Gas is fresh and treated with Heet. Pulling the high speed needle lets the bowl drain and fill with fresh gas. Spraying ether either into the carb or into the sparkplug hole doesn't get a pop. Dumping a tablespoon of gas into the sparkplug hole doesn't get a pop. Warming the sparkplug with a torch doesn't help. 

Extended cranking usually results in gas slowly dripping out of the carb. It still does this. Extended cranking also used to eventually result in heavy grayish vapor coming out of the muffler and then eventually it would begin to pop. This time there's no obvious vapor coming from the muffler. I'd suspect a carb problem, but putting gas/ether directly into the sparkplug hole seems like it would at least get a pop or a short run, and there's nothing.

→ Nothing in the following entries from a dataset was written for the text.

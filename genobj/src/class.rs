use std::{
    fmt,
    hash::{Hash, Hasher},
    sync::Arc,
};

use ahash::AHashSet;

use crate::{
    ClassId, FALSE, Object, Receiver, Registry, Rejected, Reserved, Value,
};

/// A class identifier bound to the registry that owns its allow-list and
/// accessor cache. Cheap to clone.
#[derive(Clone)]
pub struct Class {
    id: ClassId,
    name: Arc<str>,
    registry: Arc<Registry>,
}

impl Class {
    /// Define `name` in the process-wide registry.
    pub fn new(name: &str) -> Self {
        Registry::global().define_class(name)
    }

    pub(crate) fn from_parts(
        id: ClassId,
        name: Arc<str>,
        registry: Arc<Registry>,
    ) -> Self {
        Self { id, name, registry }
    }

    /// Define a class deriving from this one. The subclass starts open and
    /// has its own accessor cache regardless of what this class declared.
    pub fn subclass(&self, name: &str) -> Class {
        self.registry.define_subclass(name, self)
    }

    #[inline]
    pub fn id(&self) -> ClassId {
        self.id
    }

    #[inline]
    pub fn name(&self) -> &str {
        &self.name
    }

    #[inline]
    pub fn registry(&self) -> &Arc<Registry> {
        &self.registry
    }

    pub fn parent(&self) -> Option<Class> {
        let parent = self.registry.parent_of(self.id)?;
        self.registry.class_by_id(parent)
    }

    /// `true` if `other` is this class or one of its ancestors.
    pub fn is_a(&self, other: &Class) -> bool {
        if !Arc::ptr_eq(&self.registry, &other.registry) {
            return false;
        }
        let mut visited = AHashSet::new();
        let mut current = Some(self.id);
        while let Some(id) = current {
            if id == other.id {
                return true;
            }
            if !visited.insert(id) {
                break;
            }
            current = self.registry.parent_of(id);
        }
        false
    }

    /// Add `keys` to this class's allow-list. Always succeeds on a class.
    pub fn declare_allowed<I, S>(&self, keys: I) -> bool
    where
        I: IntoIterator<Item = S>,
        S: AsRef<str>,
    {
        self.registry.declare_allowed(self.id, keys)
    }

    pub fn is_key_allowed(&self, key: &str) -> bool {
        self.registry.is_key_allowed(self.id, key)
    }

    pub fn allowed_keys(&self) -> Option<Vec<Arc<str>>> {
        self.registry.allowed_keys(self.id)
    }

    /// Construct an instance and load `pairs` into it.
    pub fn create<I, K, V>(&self, pairs: I) -> Object
    where
        I: IntoIterator<Item = (K, V)>,
        K: Into<Arc<str>>,
        V: Into<Value>,
    {
        Object::new(self, pairs)
    }

    /// Construct an instance from alternating keys and values.
    pub fn create_flat(&self, args: &[Value]) -> Object {
        let object = Object::empty(self);
        object.args_flat(args);
        object
    }

    pub fn accessor_count(&self) -> usize {
        self.registry.accessor_count(self.id)
    }

    pub fn cached_selectors(&self) -> Vec<Arc<str>> {
        self.registry.cached_selectors(self.id)
    }
}

impl Receiver for Class {
    fn send(&self, selector: &str, args: &[Value]) -> Value {
        match Reserved::from_name(selector) {
            Some(Reserved::New) => Value::Object(self.create_flat(args)),
            Some(Reserved::DeclareAllowed) => {
                let keys: Vec<Arc<str>> =
                    args.iter().filter_map(Value::as_key).collect();
                Value::Bool(self.declare_allowed(keys))
            }
            Some(Reserved::IsKeyAllowed) => {
                let allowed = args
                    .first()
                    .and_then(Value::as_key)
                    .is_some_and(|key| self.is_key_allowed(&key));
                Value::Bool(allowed)
            }
            _ => {
                let rejected = Rejected::NotAnInstance {
                    class: self.name.clone(),
                    selector: selector.to_string(),
                };
                log::trace!("rejected: {rejected}");
                FALSE
            }
        }
    }
}

impl PartialEq for Class {
    fn eq(&self, other: &Self) -> bool {
        self.id == other.id && Arc::ptr_eq(&self.registry, &other.registry)
    }
}

impl Eq for Class {}

impl Hash for Class {
    fn hash<H: Hasher>(&self, state: &mut H) {
        self.id.hash(state);
    }
}

impl fmt::Debug for Class {
    fn fmt(&self, f: &mut fmt::Formatter<'_>) -> fmt::Result {
        f.debug_struct("Class")
            .field("id", &self.id)
            .field("name", &self.name)
            .finish()
    }
}

impl fmt::Display for Class {
    fn fmt(&self, f: &mut fmt::Formatter<'_>) -> fmt::Result {
        f.write_str(&self.name)
    }
}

I'm wondering if the flywheel key sheared and the timing got hosed, but it ran OK when it was parked last spring. Nothing I've done should have affected the key.

Ideas? The lane is 1/4 mile long, and I really, really need to get the blower working again. Thanks. 

MT


----------



## Vegassparky (Nov 24, 2013)

Are you sure you have compression? Pull the plug, crank the starter for a few revolutions to clear out that cylinder, and add a few drops of motor oil into the spark plug hole. Then quickly reinstall the plug, and use a little starting fluid at the carb inlet to see if it fires.


----------



## Basementgeek (Feb 7, 2005)

Hi and welcome to TSF

If you have fuel, spark and compression it will fire.

You had the flywheel off, how was the key way ? Are you sure it did not fall out when you put the flywheel back on ? I assume you got the points gap correctly.

Look in spark plug hole and see if you can see the valves moving up and down.

BG


----------



## Midnite Tweeker (Jan 30, 2014)

Basementgeek said:


> Hi and welcome to TSF
> 
> If you have fuel, spark and compression it will fire.
> 
> ...


No, I did not have the flywheel off. The points are on the side of the engine and the flywheel did not need to be removed to replace the coil. 

I've adjusted the points gap everywhere from "they never close" to "they never open" and everywhere in between and it makes no difference. It never so much as pops or sputters.

I originally had thought to stuff nylon rope into the cylinder via the sparkplug hole to prevent crank rotation while I wrenched on it. That's when I discovered that the sparkplug hole did not open directly into the cylinder. Probing into the hole with a rod I did determine that I could touch at least one valve that moved up and down. I'll take a flashlight with me tomorrow & see if I can see both of them.

I also layed the loose sparkplug with its wire across the sparkplug hole to see if any vapor would be pumped out that might ignite. Nothing, although the sparkplug was repeatedly lifted an inch above the hole by the blast of air being pumped out.

MT


----------



## Midnite Tweeker (Jan 30, 2014)

Vegassparky said:


> Are you sure you have compression? Pull the plug, crank the starter for a few revolutions to clear out that cylinder, and add a few drops of motor oil into the spark plug hole. Then quickly reinstall the plug, and use a little starting fluid at the carb inlet to see if it fires.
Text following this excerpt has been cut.